*** Supplied data ***
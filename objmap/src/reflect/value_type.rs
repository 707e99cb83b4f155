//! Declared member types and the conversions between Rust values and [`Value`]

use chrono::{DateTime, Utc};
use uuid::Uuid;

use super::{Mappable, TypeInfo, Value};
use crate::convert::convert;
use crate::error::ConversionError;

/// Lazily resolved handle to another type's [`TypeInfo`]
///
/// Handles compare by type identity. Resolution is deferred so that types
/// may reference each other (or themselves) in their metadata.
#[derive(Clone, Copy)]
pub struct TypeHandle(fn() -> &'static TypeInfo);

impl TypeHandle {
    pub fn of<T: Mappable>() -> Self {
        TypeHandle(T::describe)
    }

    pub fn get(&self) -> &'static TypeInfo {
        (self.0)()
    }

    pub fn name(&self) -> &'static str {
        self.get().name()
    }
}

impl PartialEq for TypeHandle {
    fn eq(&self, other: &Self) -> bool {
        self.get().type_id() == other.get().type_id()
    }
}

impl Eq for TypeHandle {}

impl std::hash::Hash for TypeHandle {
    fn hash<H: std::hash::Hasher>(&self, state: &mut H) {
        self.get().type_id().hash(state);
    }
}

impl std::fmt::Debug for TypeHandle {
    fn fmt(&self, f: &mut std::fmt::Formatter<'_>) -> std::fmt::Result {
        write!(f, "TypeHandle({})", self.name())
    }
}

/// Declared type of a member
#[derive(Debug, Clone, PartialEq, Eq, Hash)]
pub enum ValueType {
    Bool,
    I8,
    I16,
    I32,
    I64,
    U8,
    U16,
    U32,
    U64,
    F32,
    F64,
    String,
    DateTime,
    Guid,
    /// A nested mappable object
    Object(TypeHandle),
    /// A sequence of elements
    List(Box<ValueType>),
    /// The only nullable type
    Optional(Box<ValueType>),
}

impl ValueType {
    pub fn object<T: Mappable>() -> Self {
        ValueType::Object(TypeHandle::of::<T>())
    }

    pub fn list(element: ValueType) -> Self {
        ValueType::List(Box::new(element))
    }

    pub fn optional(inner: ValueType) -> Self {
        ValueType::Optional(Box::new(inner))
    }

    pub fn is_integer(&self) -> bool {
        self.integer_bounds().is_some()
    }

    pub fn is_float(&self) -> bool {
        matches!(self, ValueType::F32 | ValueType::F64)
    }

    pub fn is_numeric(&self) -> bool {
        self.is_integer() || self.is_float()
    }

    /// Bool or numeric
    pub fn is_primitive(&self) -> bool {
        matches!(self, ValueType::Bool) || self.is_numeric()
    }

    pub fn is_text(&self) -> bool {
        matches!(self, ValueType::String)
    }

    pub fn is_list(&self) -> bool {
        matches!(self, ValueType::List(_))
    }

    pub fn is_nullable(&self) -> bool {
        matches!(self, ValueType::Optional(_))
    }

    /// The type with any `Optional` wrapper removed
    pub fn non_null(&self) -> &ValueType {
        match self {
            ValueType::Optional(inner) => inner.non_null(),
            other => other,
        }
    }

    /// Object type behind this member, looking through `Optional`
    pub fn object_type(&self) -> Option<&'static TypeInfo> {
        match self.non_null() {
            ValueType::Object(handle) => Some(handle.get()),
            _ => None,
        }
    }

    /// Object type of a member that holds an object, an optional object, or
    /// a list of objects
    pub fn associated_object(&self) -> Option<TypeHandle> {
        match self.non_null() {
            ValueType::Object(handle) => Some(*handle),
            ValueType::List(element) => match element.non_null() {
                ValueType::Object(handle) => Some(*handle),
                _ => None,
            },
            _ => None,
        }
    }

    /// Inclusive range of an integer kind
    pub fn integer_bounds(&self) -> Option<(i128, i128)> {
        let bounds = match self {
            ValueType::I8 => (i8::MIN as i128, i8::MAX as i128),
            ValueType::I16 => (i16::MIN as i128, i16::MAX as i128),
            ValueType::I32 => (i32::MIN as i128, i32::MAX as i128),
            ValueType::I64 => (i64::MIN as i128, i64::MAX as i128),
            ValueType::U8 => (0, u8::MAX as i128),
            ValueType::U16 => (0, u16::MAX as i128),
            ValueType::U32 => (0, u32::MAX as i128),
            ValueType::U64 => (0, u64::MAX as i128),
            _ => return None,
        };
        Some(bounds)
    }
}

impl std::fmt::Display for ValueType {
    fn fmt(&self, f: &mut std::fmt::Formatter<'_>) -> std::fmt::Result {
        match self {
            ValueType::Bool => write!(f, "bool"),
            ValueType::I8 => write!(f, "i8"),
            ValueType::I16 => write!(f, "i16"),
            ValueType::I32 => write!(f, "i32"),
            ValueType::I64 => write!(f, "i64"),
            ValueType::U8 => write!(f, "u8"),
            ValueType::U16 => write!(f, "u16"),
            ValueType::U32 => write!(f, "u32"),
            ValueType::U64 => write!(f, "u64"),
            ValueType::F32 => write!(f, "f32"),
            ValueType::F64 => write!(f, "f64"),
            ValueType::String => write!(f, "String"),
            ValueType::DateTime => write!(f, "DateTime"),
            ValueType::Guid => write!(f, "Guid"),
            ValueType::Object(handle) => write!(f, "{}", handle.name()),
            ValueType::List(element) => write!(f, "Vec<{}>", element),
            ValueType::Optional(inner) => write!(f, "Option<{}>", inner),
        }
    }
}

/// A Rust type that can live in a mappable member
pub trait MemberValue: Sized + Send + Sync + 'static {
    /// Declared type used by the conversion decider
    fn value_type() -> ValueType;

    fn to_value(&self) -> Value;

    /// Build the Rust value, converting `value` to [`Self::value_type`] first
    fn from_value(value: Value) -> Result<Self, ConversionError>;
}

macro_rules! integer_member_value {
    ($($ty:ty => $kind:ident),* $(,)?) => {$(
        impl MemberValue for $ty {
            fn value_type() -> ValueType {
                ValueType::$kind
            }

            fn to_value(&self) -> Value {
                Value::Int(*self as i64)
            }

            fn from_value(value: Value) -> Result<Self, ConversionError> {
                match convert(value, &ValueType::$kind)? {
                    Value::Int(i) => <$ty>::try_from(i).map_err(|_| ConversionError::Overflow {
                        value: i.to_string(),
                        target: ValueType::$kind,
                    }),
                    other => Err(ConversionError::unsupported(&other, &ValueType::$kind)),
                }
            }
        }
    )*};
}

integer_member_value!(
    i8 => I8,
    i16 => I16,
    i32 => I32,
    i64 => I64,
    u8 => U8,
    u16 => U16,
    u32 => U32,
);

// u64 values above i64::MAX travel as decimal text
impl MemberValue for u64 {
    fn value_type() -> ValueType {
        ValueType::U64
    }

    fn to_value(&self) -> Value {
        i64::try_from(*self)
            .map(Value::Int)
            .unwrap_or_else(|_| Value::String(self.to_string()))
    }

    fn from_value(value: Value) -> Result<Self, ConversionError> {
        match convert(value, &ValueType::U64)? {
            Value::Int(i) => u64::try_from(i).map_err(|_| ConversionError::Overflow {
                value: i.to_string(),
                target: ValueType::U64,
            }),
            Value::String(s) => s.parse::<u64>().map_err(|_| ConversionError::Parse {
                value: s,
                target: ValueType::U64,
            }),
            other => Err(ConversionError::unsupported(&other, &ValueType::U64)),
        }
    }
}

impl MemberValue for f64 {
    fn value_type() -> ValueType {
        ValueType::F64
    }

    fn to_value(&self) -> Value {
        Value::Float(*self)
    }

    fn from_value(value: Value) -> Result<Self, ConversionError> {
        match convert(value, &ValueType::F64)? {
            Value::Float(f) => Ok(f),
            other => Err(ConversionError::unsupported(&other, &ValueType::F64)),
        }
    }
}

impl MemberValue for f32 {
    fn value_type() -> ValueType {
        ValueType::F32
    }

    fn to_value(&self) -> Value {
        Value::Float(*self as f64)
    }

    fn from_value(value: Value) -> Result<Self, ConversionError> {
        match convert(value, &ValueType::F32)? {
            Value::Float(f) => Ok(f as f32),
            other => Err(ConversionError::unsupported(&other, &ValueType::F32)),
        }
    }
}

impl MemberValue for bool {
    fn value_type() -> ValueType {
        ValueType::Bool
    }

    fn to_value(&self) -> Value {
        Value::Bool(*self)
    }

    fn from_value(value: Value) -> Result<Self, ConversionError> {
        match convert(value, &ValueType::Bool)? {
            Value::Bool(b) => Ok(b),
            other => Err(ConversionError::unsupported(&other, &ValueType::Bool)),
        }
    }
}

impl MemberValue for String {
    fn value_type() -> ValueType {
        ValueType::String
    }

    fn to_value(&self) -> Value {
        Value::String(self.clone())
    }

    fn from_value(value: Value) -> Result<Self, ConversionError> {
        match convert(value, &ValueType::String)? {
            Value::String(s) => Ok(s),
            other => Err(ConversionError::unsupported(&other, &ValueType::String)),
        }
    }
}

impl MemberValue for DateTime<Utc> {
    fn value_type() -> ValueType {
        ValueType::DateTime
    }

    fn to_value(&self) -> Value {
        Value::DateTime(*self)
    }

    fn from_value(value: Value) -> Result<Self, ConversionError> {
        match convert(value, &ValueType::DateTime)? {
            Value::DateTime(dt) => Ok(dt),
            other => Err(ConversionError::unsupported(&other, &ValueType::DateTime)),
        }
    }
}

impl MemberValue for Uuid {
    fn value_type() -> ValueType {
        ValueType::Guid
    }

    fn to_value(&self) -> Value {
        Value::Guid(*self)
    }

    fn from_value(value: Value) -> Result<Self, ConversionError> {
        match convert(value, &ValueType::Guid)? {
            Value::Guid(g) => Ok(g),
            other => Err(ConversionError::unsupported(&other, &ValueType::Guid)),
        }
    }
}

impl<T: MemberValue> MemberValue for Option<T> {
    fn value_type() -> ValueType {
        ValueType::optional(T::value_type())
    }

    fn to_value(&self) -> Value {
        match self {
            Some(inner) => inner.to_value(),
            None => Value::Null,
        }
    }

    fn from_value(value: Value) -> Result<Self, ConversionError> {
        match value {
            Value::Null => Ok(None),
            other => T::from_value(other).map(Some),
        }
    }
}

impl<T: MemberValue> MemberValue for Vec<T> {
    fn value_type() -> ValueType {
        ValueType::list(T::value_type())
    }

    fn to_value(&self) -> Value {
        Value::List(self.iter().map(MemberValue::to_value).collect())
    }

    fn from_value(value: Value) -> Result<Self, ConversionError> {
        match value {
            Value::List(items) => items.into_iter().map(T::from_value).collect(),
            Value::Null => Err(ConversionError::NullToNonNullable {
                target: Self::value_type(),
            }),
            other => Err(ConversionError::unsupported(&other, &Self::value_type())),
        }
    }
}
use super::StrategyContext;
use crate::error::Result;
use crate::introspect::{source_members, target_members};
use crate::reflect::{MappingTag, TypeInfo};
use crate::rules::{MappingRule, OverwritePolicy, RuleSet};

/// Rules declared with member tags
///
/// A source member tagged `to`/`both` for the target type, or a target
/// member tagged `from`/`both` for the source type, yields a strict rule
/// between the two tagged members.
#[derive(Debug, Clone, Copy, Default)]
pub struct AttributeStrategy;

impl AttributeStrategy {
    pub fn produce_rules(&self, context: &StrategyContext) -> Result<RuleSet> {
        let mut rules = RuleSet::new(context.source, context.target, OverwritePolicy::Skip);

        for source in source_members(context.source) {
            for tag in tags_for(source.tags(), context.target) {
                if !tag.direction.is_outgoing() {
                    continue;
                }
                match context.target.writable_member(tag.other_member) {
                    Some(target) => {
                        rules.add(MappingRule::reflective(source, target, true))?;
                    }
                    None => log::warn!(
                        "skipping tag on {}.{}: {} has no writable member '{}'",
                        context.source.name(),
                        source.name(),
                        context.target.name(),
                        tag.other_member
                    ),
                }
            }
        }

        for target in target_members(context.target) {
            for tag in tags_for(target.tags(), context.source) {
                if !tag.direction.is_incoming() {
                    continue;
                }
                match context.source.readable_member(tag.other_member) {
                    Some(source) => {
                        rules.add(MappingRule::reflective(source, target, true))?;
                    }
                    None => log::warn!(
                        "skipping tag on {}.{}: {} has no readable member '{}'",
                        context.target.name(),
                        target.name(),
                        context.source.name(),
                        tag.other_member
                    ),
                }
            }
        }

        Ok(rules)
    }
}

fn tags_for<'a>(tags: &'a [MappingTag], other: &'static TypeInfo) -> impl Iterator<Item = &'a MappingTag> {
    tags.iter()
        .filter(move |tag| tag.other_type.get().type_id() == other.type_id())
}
*** End of Supplied data ***
#### What the task requires:
Only the lines from the first line of the records through the one containing "use crate::error::ConversionError;" should be reproduced, exactly, with both of them included.

#### Task solution:
filename objmap/src/reflect/value_type.rs
repository 707e99cb83b4f155
//! Declared member types and the conversions between Rust values and [`Value`]

use chrono::{DateTime, Utc};
use uuid::Uuid;

use super::{Mappable, TypeInfo, Value};
use crate::convert::convert;
use crate::error::ConversionError;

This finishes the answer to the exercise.